Source data:
* * * * * * * * *

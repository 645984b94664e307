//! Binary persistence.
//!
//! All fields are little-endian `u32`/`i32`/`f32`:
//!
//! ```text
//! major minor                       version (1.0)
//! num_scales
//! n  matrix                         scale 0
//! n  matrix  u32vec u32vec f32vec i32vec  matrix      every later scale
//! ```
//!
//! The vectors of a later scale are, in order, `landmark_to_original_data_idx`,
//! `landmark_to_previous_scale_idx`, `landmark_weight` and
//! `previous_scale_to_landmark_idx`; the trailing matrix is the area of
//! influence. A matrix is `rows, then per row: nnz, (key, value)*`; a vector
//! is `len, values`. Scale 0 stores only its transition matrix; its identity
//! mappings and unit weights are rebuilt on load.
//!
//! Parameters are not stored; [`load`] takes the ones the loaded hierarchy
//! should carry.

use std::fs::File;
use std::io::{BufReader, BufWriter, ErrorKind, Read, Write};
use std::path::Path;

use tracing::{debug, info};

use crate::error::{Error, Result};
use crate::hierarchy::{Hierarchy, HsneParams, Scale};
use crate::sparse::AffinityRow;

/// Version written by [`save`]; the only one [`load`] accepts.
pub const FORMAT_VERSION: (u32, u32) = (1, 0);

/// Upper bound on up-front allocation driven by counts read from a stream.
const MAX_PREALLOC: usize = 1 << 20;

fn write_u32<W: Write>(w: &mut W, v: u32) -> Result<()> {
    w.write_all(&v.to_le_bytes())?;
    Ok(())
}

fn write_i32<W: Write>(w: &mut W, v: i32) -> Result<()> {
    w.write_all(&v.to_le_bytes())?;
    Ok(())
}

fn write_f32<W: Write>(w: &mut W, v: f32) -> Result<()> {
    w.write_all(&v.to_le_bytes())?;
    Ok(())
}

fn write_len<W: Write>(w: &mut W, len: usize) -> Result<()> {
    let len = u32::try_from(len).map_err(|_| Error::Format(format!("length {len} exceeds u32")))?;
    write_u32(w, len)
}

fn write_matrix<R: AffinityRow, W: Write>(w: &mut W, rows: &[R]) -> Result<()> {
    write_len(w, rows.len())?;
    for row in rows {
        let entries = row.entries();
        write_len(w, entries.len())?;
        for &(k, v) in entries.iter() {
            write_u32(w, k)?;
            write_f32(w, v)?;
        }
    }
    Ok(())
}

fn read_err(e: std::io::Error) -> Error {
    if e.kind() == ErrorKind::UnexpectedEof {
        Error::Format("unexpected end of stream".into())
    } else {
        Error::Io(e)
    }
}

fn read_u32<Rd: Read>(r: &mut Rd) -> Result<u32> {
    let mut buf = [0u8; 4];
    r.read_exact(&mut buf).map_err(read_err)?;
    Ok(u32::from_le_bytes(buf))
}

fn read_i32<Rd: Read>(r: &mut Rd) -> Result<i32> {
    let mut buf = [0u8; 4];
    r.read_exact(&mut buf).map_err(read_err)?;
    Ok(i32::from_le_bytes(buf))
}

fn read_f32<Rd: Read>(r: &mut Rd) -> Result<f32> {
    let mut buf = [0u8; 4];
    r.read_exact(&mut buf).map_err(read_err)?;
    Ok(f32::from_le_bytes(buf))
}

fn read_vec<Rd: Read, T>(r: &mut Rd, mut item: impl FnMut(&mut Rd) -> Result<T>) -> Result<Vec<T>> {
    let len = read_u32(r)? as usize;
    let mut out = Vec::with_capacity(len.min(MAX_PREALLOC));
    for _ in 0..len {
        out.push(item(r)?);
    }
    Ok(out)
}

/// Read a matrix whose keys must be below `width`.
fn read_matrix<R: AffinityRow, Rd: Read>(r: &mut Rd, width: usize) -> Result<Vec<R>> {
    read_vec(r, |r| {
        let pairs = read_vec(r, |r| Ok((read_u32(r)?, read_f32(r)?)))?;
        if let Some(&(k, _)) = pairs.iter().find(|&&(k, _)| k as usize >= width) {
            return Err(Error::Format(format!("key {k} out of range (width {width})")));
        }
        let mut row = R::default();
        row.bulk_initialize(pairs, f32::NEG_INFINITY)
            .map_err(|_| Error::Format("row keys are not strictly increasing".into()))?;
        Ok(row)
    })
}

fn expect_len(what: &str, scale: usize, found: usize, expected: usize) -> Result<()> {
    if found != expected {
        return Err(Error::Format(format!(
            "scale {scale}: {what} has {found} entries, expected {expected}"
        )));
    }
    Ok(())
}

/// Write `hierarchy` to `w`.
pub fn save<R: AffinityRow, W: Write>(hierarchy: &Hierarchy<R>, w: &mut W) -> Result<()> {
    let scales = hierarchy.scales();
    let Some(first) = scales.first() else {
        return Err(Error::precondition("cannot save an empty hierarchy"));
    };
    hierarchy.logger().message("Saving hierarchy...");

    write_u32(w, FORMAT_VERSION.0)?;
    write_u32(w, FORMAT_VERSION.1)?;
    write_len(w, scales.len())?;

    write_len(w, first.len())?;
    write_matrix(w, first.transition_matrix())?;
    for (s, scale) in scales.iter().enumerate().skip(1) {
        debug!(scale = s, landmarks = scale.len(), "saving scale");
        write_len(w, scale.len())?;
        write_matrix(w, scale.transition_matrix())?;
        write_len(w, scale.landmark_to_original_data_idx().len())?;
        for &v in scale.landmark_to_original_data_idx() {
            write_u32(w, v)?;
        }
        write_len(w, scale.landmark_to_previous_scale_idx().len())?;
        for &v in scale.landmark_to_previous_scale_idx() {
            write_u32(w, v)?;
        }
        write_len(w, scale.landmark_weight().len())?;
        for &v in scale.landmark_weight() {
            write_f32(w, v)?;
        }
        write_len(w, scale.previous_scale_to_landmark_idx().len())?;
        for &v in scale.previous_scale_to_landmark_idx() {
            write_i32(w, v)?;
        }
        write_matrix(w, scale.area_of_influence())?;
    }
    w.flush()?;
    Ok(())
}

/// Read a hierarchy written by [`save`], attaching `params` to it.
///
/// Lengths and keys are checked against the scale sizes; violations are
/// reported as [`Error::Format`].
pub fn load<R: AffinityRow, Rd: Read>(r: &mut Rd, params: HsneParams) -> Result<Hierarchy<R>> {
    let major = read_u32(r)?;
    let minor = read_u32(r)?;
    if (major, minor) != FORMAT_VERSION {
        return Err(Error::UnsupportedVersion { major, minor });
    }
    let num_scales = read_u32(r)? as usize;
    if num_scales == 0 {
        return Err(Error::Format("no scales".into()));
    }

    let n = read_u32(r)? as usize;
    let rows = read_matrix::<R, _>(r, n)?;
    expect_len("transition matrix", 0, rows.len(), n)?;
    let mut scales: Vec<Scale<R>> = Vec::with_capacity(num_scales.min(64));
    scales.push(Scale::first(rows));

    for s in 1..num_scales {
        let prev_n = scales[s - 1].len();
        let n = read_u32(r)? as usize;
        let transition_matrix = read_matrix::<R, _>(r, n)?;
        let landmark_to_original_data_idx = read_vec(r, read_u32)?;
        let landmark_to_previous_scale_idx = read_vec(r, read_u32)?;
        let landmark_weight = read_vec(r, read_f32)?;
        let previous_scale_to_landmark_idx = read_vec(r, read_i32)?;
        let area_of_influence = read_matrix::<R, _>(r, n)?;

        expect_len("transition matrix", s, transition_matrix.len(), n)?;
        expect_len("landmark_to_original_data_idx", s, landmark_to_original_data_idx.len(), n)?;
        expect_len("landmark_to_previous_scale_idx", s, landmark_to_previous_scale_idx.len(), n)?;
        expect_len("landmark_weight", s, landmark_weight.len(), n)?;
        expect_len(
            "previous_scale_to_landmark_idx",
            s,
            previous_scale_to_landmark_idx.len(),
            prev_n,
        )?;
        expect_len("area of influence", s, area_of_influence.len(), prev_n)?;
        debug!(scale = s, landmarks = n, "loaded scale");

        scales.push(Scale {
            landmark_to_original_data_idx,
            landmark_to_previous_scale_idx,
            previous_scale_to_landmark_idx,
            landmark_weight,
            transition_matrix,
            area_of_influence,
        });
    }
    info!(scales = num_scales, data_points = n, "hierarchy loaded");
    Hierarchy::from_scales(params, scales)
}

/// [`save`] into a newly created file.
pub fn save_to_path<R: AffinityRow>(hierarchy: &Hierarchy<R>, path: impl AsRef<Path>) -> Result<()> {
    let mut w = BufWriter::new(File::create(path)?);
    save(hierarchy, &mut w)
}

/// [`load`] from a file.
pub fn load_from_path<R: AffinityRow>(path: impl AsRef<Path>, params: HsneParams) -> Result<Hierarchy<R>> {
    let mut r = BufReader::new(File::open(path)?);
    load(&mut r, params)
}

* * * * * * * * *

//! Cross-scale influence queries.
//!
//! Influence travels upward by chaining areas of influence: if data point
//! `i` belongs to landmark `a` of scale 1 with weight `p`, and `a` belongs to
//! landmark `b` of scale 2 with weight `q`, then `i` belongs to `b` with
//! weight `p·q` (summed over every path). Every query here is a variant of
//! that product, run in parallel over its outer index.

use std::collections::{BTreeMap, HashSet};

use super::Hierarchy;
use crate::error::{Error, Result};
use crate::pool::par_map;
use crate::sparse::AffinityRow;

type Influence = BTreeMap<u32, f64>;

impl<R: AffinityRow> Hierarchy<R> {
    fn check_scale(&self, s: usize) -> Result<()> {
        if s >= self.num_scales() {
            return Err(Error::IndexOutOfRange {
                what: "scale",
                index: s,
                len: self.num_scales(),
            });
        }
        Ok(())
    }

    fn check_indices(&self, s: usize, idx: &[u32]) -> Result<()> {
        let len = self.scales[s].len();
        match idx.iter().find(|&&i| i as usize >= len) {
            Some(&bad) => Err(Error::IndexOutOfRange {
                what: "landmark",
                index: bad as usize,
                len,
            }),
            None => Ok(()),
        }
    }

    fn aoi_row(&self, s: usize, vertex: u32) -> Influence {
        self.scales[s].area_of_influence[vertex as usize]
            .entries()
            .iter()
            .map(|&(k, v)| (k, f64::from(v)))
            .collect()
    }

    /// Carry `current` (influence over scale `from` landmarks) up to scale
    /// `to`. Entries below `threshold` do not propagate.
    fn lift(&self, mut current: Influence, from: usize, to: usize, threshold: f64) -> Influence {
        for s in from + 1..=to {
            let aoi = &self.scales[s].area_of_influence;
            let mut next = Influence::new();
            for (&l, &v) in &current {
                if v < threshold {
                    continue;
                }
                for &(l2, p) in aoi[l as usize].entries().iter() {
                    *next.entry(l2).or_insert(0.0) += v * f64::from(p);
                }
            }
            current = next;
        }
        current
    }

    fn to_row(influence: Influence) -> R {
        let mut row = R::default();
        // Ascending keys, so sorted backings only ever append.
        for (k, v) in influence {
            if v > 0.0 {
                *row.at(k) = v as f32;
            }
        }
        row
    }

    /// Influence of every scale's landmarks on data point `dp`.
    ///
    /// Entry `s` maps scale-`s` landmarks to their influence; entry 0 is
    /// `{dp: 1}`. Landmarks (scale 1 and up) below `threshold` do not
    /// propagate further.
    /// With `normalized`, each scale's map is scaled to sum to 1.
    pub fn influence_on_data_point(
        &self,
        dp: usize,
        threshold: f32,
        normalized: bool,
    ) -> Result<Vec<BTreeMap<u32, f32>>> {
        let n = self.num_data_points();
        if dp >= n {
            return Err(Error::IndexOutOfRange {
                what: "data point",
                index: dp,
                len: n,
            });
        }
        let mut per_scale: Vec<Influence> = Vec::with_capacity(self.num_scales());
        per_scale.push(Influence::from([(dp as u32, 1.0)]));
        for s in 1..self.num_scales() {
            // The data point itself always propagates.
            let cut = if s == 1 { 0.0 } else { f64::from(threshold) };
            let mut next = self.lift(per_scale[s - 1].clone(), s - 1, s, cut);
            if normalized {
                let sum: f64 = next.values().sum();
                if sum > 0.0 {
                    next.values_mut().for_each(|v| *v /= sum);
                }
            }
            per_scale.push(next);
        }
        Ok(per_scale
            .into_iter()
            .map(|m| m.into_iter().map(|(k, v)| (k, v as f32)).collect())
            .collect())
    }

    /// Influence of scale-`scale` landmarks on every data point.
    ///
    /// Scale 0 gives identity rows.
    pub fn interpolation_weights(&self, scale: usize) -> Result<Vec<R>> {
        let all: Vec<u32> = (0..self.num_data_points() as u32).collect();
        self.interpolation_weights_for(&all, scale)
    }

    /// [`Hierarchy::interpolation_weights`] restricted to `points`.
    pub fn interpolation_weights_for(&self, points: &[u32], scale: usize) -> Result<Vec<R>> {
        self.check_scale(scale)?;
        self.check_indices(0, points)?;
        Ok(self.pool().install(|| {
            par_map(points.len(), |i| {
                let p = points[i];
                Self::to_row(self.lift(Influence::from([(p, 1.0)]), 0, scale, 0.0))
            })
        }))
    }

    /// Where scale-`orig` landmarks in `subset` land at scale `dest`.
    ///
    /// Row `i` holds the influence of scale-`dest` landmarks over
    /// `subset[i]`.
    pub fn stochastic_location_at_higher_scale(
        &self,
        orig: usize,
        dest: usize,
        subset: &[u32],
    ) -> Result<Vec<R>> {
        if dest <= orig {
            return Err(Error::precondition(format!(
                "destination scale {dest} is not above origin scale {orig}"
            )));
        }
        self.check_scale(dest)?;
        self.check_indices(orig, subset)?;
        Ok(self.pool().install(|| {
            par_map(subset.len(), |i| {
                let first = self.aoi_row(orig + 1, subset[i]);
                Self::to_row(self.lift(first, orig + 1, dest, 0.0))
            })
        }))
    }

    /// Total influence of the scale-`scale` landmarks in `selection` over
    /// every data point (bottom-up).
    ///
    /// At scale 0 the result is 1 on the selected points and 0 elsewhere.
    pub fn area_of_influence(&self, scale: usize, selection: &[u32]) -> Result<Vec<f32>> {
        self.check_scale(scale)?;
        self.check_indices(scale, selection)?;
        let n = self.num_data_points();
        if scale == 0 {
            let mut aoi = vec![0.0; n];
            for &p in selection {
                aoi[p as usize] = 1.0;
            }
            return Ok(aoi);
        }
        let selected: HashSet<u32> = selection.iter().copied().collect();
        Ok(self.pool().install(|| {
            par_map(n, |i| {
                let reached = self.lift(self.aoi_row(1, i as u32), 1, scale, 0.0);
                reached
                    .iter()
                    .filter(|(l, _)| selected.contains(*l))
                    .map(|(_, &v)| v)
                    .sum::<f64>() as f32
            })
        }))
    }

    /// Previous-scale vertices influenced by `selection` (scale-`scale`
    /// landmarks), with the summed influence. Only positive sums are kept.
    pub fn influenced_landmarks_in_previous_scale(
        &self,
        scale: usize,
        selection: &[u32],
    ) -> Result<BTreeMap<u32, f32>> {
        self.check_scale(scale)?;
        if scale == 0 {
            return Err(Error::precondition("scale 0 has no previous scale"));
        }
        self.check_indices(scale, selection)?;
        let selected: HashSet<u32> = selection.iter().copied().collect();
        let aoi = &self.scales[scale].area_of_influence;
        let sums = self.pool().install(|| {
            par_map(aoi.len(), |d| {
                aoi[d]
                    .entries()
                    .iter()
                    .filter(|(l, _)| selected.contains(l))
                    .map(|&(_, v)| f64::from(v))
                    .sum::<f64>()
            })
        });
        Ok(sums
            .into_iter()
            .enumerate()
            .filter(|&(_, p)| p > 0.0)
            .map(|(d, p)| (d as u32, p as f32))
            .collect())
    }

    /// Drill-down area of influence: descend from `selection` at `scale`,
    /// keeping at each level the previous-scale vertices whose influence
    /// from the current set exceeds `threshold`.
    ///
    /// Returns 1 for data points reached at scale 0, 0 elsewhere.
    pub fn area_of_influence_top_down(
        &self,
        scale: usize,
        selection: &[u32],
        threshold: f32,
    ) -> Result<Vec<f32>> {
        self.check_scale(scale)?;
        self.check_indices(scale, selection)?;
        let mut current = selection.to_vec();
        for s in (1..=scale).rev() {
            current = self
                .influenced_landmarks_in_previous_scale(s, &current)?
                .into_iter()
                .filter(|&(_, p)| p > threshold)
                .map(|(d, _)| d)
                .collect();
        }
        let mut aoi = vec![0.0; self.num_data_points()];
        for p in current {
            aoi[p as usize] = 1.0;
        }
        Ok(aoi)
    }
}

* * * * * * * * *

▶ **Exercise description**:
Only lines with the word "written" are needed. Copy them from the preceding records.

▶ **Reply to the exercise**:
/// Version written by [`save`]; the only one [`load`] accepts.
/// Read a hierarchy written by [`save`], attaching `params` to it.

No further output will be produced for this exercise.